>>>>>

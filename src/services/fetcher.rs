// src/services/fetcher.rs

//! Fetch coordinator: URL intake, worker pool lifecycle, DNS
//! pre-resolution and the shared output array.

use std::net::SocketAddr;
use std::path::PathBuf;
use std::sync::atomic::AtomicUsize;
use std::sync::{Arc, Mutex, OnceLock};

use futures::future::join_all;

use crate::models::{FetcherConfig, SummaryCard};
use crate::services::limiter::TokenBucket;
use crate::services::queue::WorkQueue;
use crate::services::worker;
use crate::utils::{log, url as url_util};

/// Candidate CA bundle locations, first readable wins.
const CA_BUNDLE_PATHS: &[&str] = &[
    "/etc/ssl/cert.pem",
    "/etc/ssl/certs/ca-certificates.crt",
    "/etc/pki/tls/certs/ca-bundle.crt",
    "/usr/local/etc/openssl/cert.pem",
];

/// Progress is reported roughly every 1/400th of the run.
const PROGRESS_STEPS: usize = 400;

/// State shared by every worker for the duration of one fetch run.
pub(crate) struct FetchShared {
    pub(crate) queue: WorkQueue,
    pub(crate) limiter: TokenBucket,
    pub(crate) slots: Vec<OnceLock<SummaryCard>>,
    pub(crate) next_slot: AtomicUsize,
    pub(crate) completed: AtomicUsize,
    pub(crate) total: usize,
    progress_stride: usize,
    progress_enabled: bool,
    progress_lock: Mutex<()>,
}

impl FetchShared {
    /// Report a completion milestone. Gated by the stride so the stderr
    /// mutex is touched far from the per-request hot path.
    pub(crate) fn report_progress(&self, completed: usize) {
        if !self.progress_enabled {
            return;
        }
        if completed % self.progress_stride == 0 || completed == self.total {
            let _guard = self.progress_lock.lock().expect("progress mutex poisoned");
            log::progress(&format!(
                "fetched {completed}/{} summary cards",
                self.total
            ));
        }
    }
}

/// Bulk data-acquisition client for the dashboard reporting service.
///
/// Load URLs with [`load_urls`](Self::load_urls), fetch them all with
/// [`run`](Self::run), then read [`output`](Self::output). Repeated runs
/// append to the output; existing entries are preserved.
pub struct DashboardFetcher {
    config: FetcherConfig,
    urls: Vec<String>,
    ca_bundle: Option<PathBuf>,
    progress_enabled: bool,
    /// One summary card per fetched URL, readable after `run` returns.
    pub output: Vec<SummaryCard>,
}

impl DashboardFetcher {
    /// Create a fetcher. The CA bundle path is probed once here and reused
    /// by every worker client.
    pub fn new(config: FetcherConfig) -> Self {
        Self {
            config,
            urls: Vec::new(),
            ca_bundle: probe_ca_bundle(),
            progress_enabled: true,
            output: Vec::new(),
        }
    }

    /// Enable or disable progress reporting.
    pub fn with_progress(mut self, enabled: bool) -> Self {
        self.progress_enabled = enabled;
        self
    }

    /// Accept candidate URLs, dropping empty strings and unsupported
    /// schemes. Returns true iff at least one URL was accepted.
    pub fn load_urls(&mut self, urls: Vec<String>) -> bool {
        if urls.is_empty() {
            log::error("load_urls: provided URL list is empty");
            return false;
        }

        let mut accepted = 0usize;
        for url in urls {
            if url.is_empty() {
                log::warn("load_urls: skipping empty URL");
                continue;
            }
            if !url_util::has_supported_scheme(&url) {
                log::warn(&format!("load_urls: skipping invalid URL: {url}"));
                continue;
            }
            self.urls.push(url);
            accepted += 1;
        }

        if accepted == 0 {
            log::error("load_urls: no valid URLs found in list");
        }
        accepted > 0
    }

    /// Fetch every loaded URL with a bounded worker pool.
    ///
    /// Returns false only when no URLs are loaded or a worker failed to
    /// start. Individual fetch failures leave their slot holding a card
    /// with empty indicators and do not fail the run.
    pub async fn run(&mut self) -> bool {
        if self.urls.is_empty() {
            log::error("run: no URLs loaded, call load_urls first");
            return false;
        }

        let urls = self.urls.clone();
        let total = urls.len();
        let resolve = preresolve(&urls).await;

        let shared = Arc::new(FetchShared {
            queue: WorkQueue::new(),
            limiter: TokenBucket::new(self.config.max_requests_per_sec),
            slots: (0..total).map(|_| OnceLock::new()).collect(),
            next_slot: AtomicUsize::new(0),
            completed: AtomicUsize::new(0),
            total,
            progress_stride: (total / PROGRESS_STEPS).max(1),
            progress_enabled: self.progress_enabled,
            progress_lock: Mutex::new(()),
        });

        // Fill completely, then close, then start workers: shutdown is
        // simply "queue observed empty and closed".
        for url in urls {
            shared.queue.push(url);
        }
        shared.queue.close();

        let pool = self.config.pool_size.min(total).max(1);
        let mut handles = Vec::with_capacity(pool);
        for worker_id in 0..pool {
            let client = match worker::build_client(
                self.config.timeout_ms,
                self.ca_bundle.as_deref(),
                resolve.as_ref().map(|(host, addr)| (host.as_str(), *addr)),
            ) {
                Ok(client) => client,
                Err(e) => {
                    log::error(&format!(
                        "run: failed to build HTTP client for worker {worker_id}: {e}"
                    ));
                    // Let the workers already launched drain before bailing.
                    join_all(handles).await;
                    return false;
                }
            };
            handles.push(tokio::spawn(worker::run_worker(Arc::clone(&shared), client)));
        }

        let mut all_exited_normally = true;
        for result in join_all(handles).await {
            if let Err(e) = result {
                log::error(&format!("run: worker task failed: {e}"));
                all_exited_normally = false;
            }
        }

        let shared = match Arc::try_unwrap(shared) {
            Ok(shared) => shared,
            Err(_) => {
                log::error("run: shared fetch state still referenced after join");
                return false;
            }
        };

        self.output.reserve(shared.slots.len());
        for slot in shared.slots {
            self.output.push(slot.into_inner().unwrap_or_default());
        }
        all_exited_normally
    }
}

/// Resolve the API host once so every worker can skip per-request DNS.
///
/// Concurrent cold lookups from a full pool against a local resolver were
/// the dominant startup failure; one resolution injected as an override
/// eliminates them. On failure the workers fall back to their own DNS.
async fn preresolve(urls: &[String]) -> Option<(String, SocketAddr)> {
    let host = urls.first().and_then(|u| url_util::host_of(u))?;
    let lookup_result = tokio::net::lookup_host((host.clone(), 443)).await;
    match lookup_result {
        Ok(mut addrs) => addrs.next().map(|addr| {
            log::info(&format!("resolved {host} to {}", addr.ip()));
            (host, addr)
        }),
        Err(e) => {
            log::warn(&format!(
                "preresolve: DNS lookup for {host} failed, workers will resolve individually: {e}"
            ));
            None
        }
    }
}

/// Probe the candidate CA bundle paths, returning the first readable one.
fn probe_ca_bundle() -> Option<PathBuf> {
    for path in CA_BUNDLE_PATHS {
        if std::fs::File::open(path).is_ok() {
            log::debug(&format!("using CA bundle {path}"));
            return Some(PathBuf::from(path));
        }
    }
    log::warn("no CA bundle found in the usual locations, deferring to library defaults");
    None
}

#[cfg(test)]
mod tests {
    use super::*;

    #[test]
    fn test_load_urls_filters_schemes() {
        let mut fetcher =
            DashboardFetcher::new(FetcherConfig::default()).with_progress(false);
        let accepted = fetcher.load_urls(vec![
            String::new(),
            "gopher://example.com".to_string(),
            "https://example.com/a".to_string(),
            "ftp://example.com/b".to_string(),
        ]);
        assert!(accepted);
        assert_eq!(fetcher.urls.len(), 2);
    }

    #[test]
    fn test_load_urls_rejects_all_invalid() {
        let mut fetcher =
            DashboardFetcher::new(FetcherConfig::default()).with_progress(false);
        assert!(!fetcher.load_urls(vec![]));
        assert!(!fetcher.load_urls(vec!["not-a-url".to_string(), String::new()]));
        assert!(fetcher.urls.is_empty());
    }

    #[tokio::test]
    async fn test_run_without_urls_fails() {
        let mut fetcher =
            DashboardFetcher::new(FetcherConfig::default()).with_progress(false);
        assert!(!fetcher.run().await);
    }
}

<<<<<

== REQUIREMENT ==
Which of the lines above include the word "WorkQueue"? Copy each of them.

== WRITTEN REPLY ==
use crate::services::queue::WorkQueue;
    pub(crate) queue: WorkQueue,
            queue: WorkQueue::new(),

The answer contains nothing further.